Gabriel, la guerra y la música

hace 12 horas 2

Voces cotidianas, Andrea García

“Los estallidos que llenaron su vida ya no fueron los de las armas, sino los golpes sonoros del “llamador” (tambor); sin desconocer, por supuesto, que la guerra no había (ha) terminado”.

Por Andrea García.

En un movimiento agitado, él lleva sus manos contra un objeto pintado de un color ancestral. Un sonido brota como respuesta, pero no con enojo, sino con un sentimiento de alegría por aquel bienaventurado encuentro. La faena no concluye aún. Los golpes se repiten una y otra vez. Se intercala la intensidad, la velocidad y el punto de contacto.
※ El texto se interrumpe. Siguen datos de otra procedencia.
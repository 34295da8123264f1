use std::path::PathBuf;

use percent_encoding::percent_decode_str;
use tracing::debug;

use crate::error::{ChatError, Result};

/// Looks up `name` in a `key=value; key2=value2` cookie string.
///
/// The first matching pair wins. Values are percent-decoded, keeping malformed
/// escapes verbatim; a pair without `=` yields an empty value. A value that
/// decodes to invalid UTF-8 is an error rather than a lossy token.
pub fn get_cookie(cookies: &str, name: &str) -> Result<Option<String>> {
    for pair in cookies.split(';') {
        let pair = pair.trim();
        let (key, value) = pair.split_once('=').unwrap_or((pair, ""));
        if key == name {
            let decoded = percent_decode_str(value)
                .decode_utf8()
                .map_err(|source| ChatError::CookieEncoding {
                    name: name.to_string(),
                    source,
                })?;
            return Ok(Some(decoded.into_owned()));
        }
    }
    Ok(None)
}

/// Where the cookie string comes from.
///
/// Nothing is cached: a file source is re-read on every lookup so a token
/// rotated on disk is picked up by the next request.
#[derive(Debug, Clone, Default)]
pub enum CookieSource {
    #[default]
    None,
    Inline(String),
    File(PathBuf),
}

impl CookieSource {
    pub fn cookie_string(&self) -> Result<Option<String>> {
        match self {
            CookieSource::None => Ok(None),
            CookieSource::Inline(s) => Ok(Some(s.clone())),
            CookieSource::File(path) => {
                let contents =
                    std::fs::read_to_string(path).map_err(|source| ChatError::CookieFile {
                        path: path.clone(),
                        source,
                    })?;
                debug!(path = %path.display(), "Read cookie file");
                Ok(Some(contents.trim().to_string()))
            }
        }
    }

    pub fn get(&self, name: &str) -> Result<Option<String>> {
        match self.cookie_string()? {
            Some(cookies) => get_cookie(&cookies, name),
            None => Ok(None),
        }
    }
}

#[cfg(test)]
mod tests {
    use super::*;
    use std::io::Write;

    #[test]
    fn test_get_cookie_finds_value() {
        let cookies = "session=xyz; csrftoken=abc123; theme=dark";
        assert_eq!(get_cookie(cookies, "csrftoken").unwrap(), Some("abc123".to_string()));
        assert_eq!(get_cookie(cookies, "session").unwrap(), Some("xyz".to_string()));
    }

    #[test]
    fn test_get_cookie_missing() {
        assert_eq!(get_cookie("session=xyz", "csrftoken").unwrap(), None);
        assert_eq!(get_cookie("", "csrftoken").unwrap(), None);
    }

    #[test]
    fn test_get_cookie_first_match_wins() {
        assert_eq!(get_cookie("a=1; a=2", "a").unwrap(), Some("1".to_string()));
    }

    #[test]
    fn test_get_cookie_decodes_value() {
        assert_eq!(
            get_cookie("csrftoken=a%20b%3Dc", "csrftoken").unwrap(),
            Some("a b=c".to_string())
        );
    }

    #[test]
    fn test_get_cookie_keeps_bad_escape() {
        assert_eq!(get_cookie("t=100%", "t").unwrap(), Some("100%".to_string()));
        assert_eq!(get_cookie("t=%zz", "t").unwrap(), Some("%zz".to_string()));
    }

    #[test]
    fn test_get_cookie_invalid_utf8_is_an_error() {
        assert!(matches!(
            get_cookie("csrftoken=%FF", "csrftoken"),
            Err(ChatError::CookieEncoding { .. })
        ));
        // Other keys stay readable.
        assert_eq!(
            get_cookie("csrftoken=%FF; session=ok", "session").unwrap(),
            Some("ok".to_string())
        );
    }

    #[test]
    fn test_get_cookie_prefix_is_not_a_match() {
        assert_eq!(get_cookie("csrftoken2=x", "csrftoken").unwrap(), None);
    }

    #[test]
    fn test_file_source_is_reread() {
        let mut file = tempfile::NamedTempFile::new().unwrap();
        writeln!(file, "csrftoken=first").unwrap();
        let source = CookieSource::File(file.path().to_path_buf());
        assert_eq!(source.get("csrftoken").unwrap(), Some("first".to_string()));

        std::fs::write(file.path(), "csrftoken=second\n").unwrap();
        assert_eq!(source.get("csrftoken").unwrap(), Some("second".to_string()));
    }

    #[test]
    fn test_missing_file_is_an_error() {
        let source = CookieSource::File(PathBuf::from("/nonexistent/arena-chat/cookies"));
        assert!(matches!(
            source.get("csrftoken"),
            Err(ChatError::CookieFile { .. })
        ));
    }

    #[test]
    fn test_none_source() {
        assert_eq!(CookieSource::None.get("csrftoken").unwrap(), None);
    }
}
La imagen que se produce es la conjugación de un hombre y un instrumento, quienes se convierten en una sola composición que ha creado el destino.

Gabriel es percusionista y su habilidad, seguramente, posee ingredientes heredados de sus padres; de aquel carpintero que confabuló toda su vida con la madera y de aquella maestra que se dedicó con obstinación a acompañar la niñez en medio de vicisitudes y tempestades.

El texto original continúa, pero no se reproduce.